Given entries:

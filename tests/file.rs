use spellfix::{Dictionary, InitializeError};
use std::io::Write;

#[test]
fn reads_word_list_from_file() -> Result<(), Box<dyn std::error::Error>> {
	let mut file = tempfile::NamedTempFile::new()?;
	writeln!(file, "hello\r\nworld\r\n")?;

	let dict = Dictionary::from_file(file.path())?;
	assert_eq!(dict.len(), 2);
	assert!(dict.is_known("world"));
	assert_eq!(dict.suggest("wrold"), ["world"]);

	let dict = Dictionary::from_file_with_capacity(file.path(), 30)?;
	assert_eq!(dict.lexicon().bucket_count(), 40);

	Ok(())
}

#[test]
fn missing_file_is_an_io_error() {
	let dir = tempfile::tempdir().expect("temp dir is created");
	let result = Dictionary::from_file(&dir.path().join("missing.txt"));
	assert!(matches!(result, Err(InitializeError::Io(_))));
}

Goal of the exercise:
Pull every line containing "InitializeError" out of the data above.

Response area:
use spellfix::{Dictionary, InitializeError};
	assert!(matches!(result, Err(InitializeError::Io(_))));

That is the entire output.